Mathematical and Molecular Modelling uses simulation to test hypotheses or predict outcomes. It can be used throughout engineering as a safer, easier, more affordable and faster method of seeking solutions. Modelling is used in everything from large-scale systems like oil sands pipelines, all the way down to the nanoscale, with molecular modelling of polymers used for drug delivery.
Graduate student Sarthak Patel, working under the supervision of Dr. Phillip Choi, is studying the design of macromolecular drug delivery systems using molecular dynamic simulation. The crux of Patel’s thesis revolves around finding a way to release potentially toxic water-soluble drugs like chemotherapy at a careful, controlled rate - an important factor when attempting to deliver them to the target site in a person’s body without causing harm.

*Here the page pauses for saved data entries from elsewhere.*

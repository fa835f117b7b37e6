//! Lit 3D mesh pass with depth testing and multisampling.
//!
//! Bind groups:
//! - **Group 0**: per-frame camera and light uniforms
//! - **Group 1**: per-draw model uniforms, one slot per draw at a dynamic offset
//! - **Group 2**: base color texture and sampler
//!
//! Four pipelines share one layout and differ only in how triangles are
//! culled: mirrored world matrices swap the front face, and double-sided
//! materials draw both faces.
//!
//! All model uniforms for a frame are written before the pass begins, so
//! every draw reads its own slot.
//!
//! The pass owns its depth buffer and, with MSAA enabled, a multisampled
//! color target that resolves into the surface texture. Both follow the
//! surface size.

use std::num::NonZeroU64;

use glam::{Mat3, Mat4};

use crate::camera::PerspectiveCamera;
use crate::color::Color;
use crate::gpu::{DEPTH_FORMAT, GpuContext};
use crate::light::LightsUniform;
use crate::material::Material;
use crate::mesh::{Mesh, Vertex3d};
use crate::texture::Texture;

#[repr(C)]
#[derive(Copy, Clone, bytemuck::Pod, bytemuck::Zeroable)]
pub struct CameraUniforms {
    pub view_proj: [[f32; 4]; 4],
    /// xyz = world position, w unused.
    pub camera_pos: [f32; 4],
}

impl CameraUniforms {
    pub fn new(camera: &PerspectiveCamera) -> Self {
        Self {
            view_proj: camera.view_projection().to_cols_array_2d(),
            camera_pos: camera.world_position().extend(1.0).to_array(),
        }
    }
}

#[repr(C)]
#[derive(Copy, Clone, Debug, PartialEq, bytemuck::Pod, bytemuck::Zeroable)]
pub struct ModelUniforms {
    pub model: [[f32; 4]; 4],
    pub normal_matrix: [[f32; 4]; 4],
    pub color: [f32; 4],
    /// x = roughness, y = metalness, z = Blinn-Phong exponent.
    pub params: [f32; 4],
}

impl ModelUniforms {
    pub fn new(model: Mat4, material: &Material) -> Self {
        let normal_matrix = Mat4::from_mat3(Mat3::from_mat4(model).inverse().transpose());
        Self {
            model: model.to_cols_array_2d(),
            normal_matrix: normal_matrix.to_cols_array_2d(),
            color: material.color.to_array(),
            params: [
                material.roughness,
                material.metalness,
                material.shininess(),
                0.0,
            ],
        }
    }
}

/// Which pipeline a draw needs.
#[derive(Clone, Copy, Debug, PartialEq, Eq)]
pub struct Facing {
    /// The world matrix has a negative determinant, which reverses winding.
    pub mirrored: bool,
    pub double_sided: bool,
}

impl Facing {
    const ALL: [Facing; 4] = [
        Facing::new(false, false),
        Facing::new(true, false),
        Facing::new(false, true),
        Facing::new(true, true),
    ];

    const fn new(mirrored: bool, double_sided: bool) -> Self {
        Self {
            mirrored,
            double_sided,
        }
    }

    pub fn of(model: &Mat4, material: &Material) -> Self {
        Self::new(model.determinant() < 0.0, material.double_sided)
    }

    fn index(self) -> usize {
        self.mirrored as usize | (self.double_sided as usize) << 1
    }

    fn primitive(self) -> wgpu::PrimitiveState {
        wgpu::PrimitiveState {
            topology: wgpu::PrimitiveTopology::TriangleList,
            cull_mode: if self.double_sided {
                None
            } else {
                Some(wgpu::Face::Back)
            },
            front_face: if self.mirrored {
                wgpu::FrontFace::Cw
            } else {
                wgpu::FrontFace::Ccw
            },
            ..Default::default()
        }
    }
}

/// One mesh to draw this frame.
pub struct DrawCall<'a> {
    pub mesh: &'a Mesh,
    pub model: Mat4,
    pub material: Material,
    /// Bind group from [`MeshPass::texture_bind_group`]; white when `None`.
    pub texture: Option<&'a wgpu::BindGroup>,
}

impl DrawCall<'_> {
    pub fn facing(&self) -> Facing {
        Facing::of(&self.model, &self.material)
    }
}

/// Rounds `size` up to a multiple of `alignment`.
pub(crate) fn aligned_stride(size: u64, alignment: u64) -> u64 {
    let alignment = alignment.max(1);
    size.div_ceil(alignment) * alignment
}

struct RenderTargets {
    size: (u32, u32),
    #[allow(dead_code)]
    depth_texture: wgpu::Texture,
    depth_view: wgpu::TextureView,
    #[allow(dead_code)]
    msaa_texture: Option<wgpu::Texture>,
    msaa_view: Option<wgpu::TextureView>,
}

pub struct MeshPass {
    /// Indexed by [`Facing::index`].
    pipelines: Vec<wgpu::RenderPipeline>,
    camera_buffer: wgpu::Buffer,
    lights_buffer: wgpu::Buffer,
    frame_bind_group: wgpu::BindGroup,
    model_buffer: wgpu::Buffer,
    model_bind_group: wgpu::BindGroup,
    model_bind_group_layout: wgpu::BindGroupLayout,
    model_stride: u64,
    model_capacity: usize,
    texture_bind_group_layout: wgpu::BindGroupLayout,
    default_texture_bind_group: wgpu::BindGroup,
    targets: RenderTargets,
    sample_count: u32,
    model_scratch: Vec<u8>,
}

const INITIAL_MODEL_CAPACITY: usize = 64;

“The main issue is the compatibility between the polymers and the drugs,” Patel says. “The more compatible the drug is with the polymer, the more drug-loading you can have, and you can have a controlled release of the drugs. Otherwise, you have a burst-release, which can decrease the drug’s effectiveness, or increase its unpleasant side effects.”
“His results so far show that this [modelling] method provides a more realistic picture for the solubilization of drugs in block copolymer-based carriers than existing methods,” notes Dr. Afsaneh Lavasanifar, pharmacy professor and co-supervisor to Patel’s thesis.